--- START ---
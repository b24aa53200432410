//! `select` and `where` that accept multi-parameter functions.

use quarry_ast::Lambda;
use tracing::trace;

use crate::error::QueryError;
use crate::source::QuerySource;

/// Projection and filtering whose function parameters are matched to the
/// members of the source's composite element type.
///
/// A one-parameter function that already accepts the element is used as
/// is. Anything else is split against the element type, so
/// `|d: Department, e: Option<Employee>| ..` over
/// `JoinRow<Department, Option<Employee>>` reads `row.outer` and
/// `row.inner`.
pub trait SplitExt: QuerySource {
    fn select_split(self, selector: &Lambda) -> Result<Self, QueryError> {
        let selector = split_against(&self, selector)?;
        self.project(&selector)
    }

    fn where_split(self, predicate: &Lambda) -> Result<Self, QueryError> {
        let predicate = split_against(&self, predicate)?;
        self.filter(&predicate)
    }
}

impl<S: QuerySource> SplitExt for S {}

fn split_against<S: QuerySource>(source: &S, f: &Lambda) -> Result<Lambda, QueryError> {
    let element = source.element_ty();
    if f.arity() == 1 && element.is_assignable_to(&f.params[0].ty) {
        return Ok(f.clone());
    }
    let split = source.context().splitter().split(f, element)?;
    trace!(original = %f, split = %split, "split parameters");
    Ok(split)
}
--- END ---
**WHAT NEEDS TO BE DONE**
Take from the listing above each line in which the string "QueryError" is found.

**SOLVED PROBLEM**
use crate::error::QueryError;
    fn select_split(self, selector: &Lambda) -> Result<Self, QueryError> {
    fn where_split(self, predicate: &Lambda) -> Result<Self, QueryError> {
fn split_against<S: QuerySource>(source: &S, f: &Lambda) -> Result<Lambda, QueryError> {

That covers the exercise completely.